Tes kecepatan melarut telah didesain untuk mengukur berapa kecepatan zat aktif dari
satu tablet atau kapsul melarut ke dalam larutan. Hal ini perlu diketahui sebagai indikator
kualitas dan dapat memberikan informasi sangat berharga tentang konsistensi dari batch
satu ke batch lainnya. Tes disolusi ini didesain untuk membandingkan kecepatan
melarutnya suatu obat, yang ada di dalam suatu sediaan pada kondisi dan ketentuan yang
sama dan dapat diulangi (Shargel, 1988).
Kecepatan disolusi sediaan sangat berpengaruh terhadap respon klinis dari kelayakan
sistem penghantaran obat. Disolusi menjadi sifat sangat penting pada zat aktif yang
dikandung oleh sediaan obat tertentu, dimana berpengaruh terhadap kecepatan dan besarnya
ketersediaan zat aktif dalam tubuh. Jika disolusi makin cepat, maka absorbsi makin cepat. Zat
aktif dari sediaan padat (tablet, kapsul, serbuk, seppositoria), sediaan system terdispersi
(suspensi dan emulsi), atau sediaan-sediaan semisolid (salep,krim,pasta) mengalami disolusi
dalam media/cairan biologis kemudian diikuti absorbsi zat aktif ke dalam sirkulasi
sistemik (Voigt, 1995).
Bila suatu tablet atau sediaan obat lainnya dimasukkan dalam saluran cerna, obat
tersebut mulai masuk ke dalam larutan dari bentuk padatnya. Kalau tablet tersebut tidak
dilapisi polimer, matriks padat juga mengalami disintegrasi menjadi granul-granul, dan
granul-granul ini mengalami pemecahan menjadi partikel-partikel halus. Disintegrasi,
deagregasi dan disolusi bisa berlangsung secara serentak dengan melepasnya suatu obat dari
bentuk dimana obat tersebut diberikan (Martin, 1993).
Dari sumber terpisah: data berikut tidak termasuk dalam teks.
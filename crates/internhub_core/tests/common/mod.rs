#![allow(dead_code)]

use chrono::NaiveDate;
use internhub_core::{
    AttendanceStatus, DomainStore, FixedClock, NewAttendance, NewIntern, NewTask,
    SqliteKvRepository, StoreConfig, TaskPriority, TaskStatus,
};
use rusqlite::Connection;

pub fn ymd(year: i32, month: u32, day: u32) -> NaiveDate {
    NaiveDate::from_ymd_opt(year, month, day).unwrap()
}

/// Store over `conn` with empty collections and a fixed "today".
pub fn empty_store(conn: &Connection, today: NaiveDate) -> DomainStore<SqliteKvRepository<'_>> {
    let repo = SqliteKvRepository::try_new(conn).unwrap();
    let config = StoreConfig {
        seed_when_empty: false,
        ..StoreConfig::default()
    };
    DomainStore::open_with_clock(repo, config, FixedClock(today))
}

/// Store over `conn` with seed collections and a fixed "today".
pub fn seeded_store(conn: &Connection, today: NaiveDate) -> DomainStore<SqliteKvRepository<'_>> {
    let repo = SqliteKvRepository::try_new(conn).unwrap();
    DomainStore::open_with_clock(repo, StoreConfig::default(), FixedClock(today))
}

pub fn new_intern(name: &str) -> NewIntern {
    NewIntern {
        name: name.to_string(),
        email: format!("{}@example.com", name.to_lowercase().replace(' ', ".")),
        phone: "555-0100".to_string(),
        skills: vec!["Rust".to_string(), "SQL".to_string()],
        role: "Backend Developer".to_string(),
    }
}

pub fn new_task(title: &str, assignee: &str, deadline: NaiveDate, status: TaskStatus) -> NewTask {
    NewTask {
        title: title.to_string(),
        assigned_to: assignee.to_string(),
        deadline,
        status,
        priority: TaskPriority::Medium,
    }
}

pub fn mark(intern_id: &str, date: NaiveDate, status: AttendanceStatus) -> NewAttendance {
    let present = status == AttendanceStatus::Present;
    NewAttendance {
        intern_id: intern_id.to_string(),
        date,
        status,
        check_in: present.then(|| "09:00".to_string()),
        check_out: present.then(|| "17:00".to_string()),
        notes: None,
    }
}
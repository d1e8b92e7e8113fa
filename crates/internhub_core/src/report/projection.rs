//! Period-filtered report rows.

use super::window::{ReportPeriod, ReportType};
use crate::model::attendance::AttendanceRecord;
use crate::model::intern::Intern;
use crate::model::review::PerformanceReview;
use crate::model::snapshot::Snapshot;
use crate::model::task::Task;
use chrono::NaiveDate;

/// Rows of one report, typed by source collection.
#[derive(Debug, Clone, PartialEq)]
pub enum ReportRows {
    Performance(Vec<PerformanceReview>),
    Task(Vec<Task>),
    Attendance(Vec<AttendanceRecord>),
    Intern(Vec<Intern>),
    /// Unrecognized report type.
    Empty,
}

impl ReportRows {
    pub fn len(&self) -> usize {
        match self {
            Self::Performance(rows) => rows.len(),
            Self::Task(rows) => rows.len(),
            Self::Attendance(rows) => rows.len(),
            Self::Intern(rows) => rows.len(),
            Self::Empty => 0,
        }
    }

    pub fn is_empty(&self) -> bool {
        self.len() == 0
    }
}

#[derive(Debug, Clone, PartialEq)]
pub struct Report {
    /// `None` when the requested type was not recognized.
    pub report_type: Option<ReportType>,
    pub period: ReportPeriod,
    pub window_start: NaiveDate,
    pub today: NaiveDate,
    pub rows: ReportRows,
}

/// Builds a report from raw selector strings.
///
/// Unrecognized `report_type` gives empty rows; unrecognized `period` is
/// treated as all time.
pub fn generate_report(
    snapshot: &Snapshot,
    report_type: &str,
    period: &str,
    today: NaiveDate,
) -> Report {
    let period = ReportPeriod::parse(period);
    match ReportType::parse(report_type) {
        Some(kind) => build_report(snapshot, kind, period, today),
        None => Report {
            report_type: None,
            period,
            window_start: period.window_start(today),
            today,
            rows: ReportRows::Empty,
        },
    }
}

/// Builds a report from typed selectors.
pub fn build_report(
    snapshot: &Snapshot,
    kind: ReportType,
    period: ReportPeriod,
    today: NaiveDate,
) -> Report {
    let in_window = |date: NaiveDate| period.contains(date, today);
    let rows = match kind {
        ReportType::Performance => ReportRows::Performance(filter_cloned(
            &snapshot.performances,
            |review| in_window(review.last_review),
        )),
        ReportType::Task => {
            ReportRows::Task(filter_cloned(&snapshot.tasks, |task| in_window(task.deadline)))
        }
        ReportType::Attendance => ReportRows::Attendance(filter_cloned(
            &snapshot.attendance,
            |record| in_window(record.date),
        )),
        ReportType::Intern => ReportRows::Intern(filter_cloned(
            &snapshot.interns,
            |intern| in_window(intern.join_date),
        )),
    };

    Report {
        report_type: Some(kind),
        period,
        window_start: period.window_start(today),
        today,
        rows,
    }
}

fn filter_cloned<T: Clone>(items: &[T], keep: impl Fn(&T) -> bool) -> Vec<T> {
    items.iter().filter(|item| keep(item)).cloned().collect()
}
Mekanisme disolusi, tidak dipengaruhi oleh kekuatan kimia atau reaktivitas partikelpartikel padat terlarut ke dalam zat cair, dengan mengalami dua langkah berturut-turut:
(Gennaro, 1990)
1.
Larutan dari zat padat pada permukaan membentuk lapisan tebal yang tetap atau film
disekitar partikel
2.
Obat-obat yang diberikan dalam bentuk larutan biasanya diabsorpsi lebih cepat
dibandingkan pemberian dalam bentuk padat, karena tidak membutuhkan prose melarut
(Ansel, 1989).
Disolusi dari suatu partikel obat dikontrol oleh beberapa sifat fisika-kimia, termasuk
bentuk kimia, kebiasaan kristal, ukuran partikel, kelarutan, luas permukaan, dan sifat-sifat
pembasahan. Bila data kelarutan kesetimbangan dirangkaikan, maka eksperimen disolusi
dapat membantu mengidentifikasi daerah masalah bioavailabilitas potensial (Lachman,
1994).
Obat dapat diubah dalam system saluran cerna menjadi berbagai bentuk yang
menjadikannya kurang atau lebih lambat tersedia untuk diabsorpsi. Perubahan ini mungkin
disebabkan oleh penggabungan atau berikatannya obat-obat dengan beberapa bahan lain yang
mungkin berupa suatu unsure yang normal dari system saluran cerna atau suatu bahan
makanan atau bahan obat lain. (Ansel, 1989)
Dalam bidang farmasi, penentuan kecepatan pelarutan suatu zat perlu dilakukan
karena kecepatan pelarutan suatu zat aktif dapat dilakukan pada beberapa tahap pembuatan
sediaan obat yaitu : tahap preformulasi, tahap formulasi, dan tahap produksi (Effendi, 2005).
Beberapa faktor-faktor yang mempengaruhi disolusi adalah luas permukaan, bentuk
obat kristal dan amorf, bentuk garam, atau faktor lainnya yaitu keadaan hidrasi dari suatu
obat dapat mempengaruhi kelarutan dan pola absorpsi. Biasanya bentuk anhidrat dari suatu
molekul organic lebih mudah larut daripada anhidratnya (Ansel, 1989).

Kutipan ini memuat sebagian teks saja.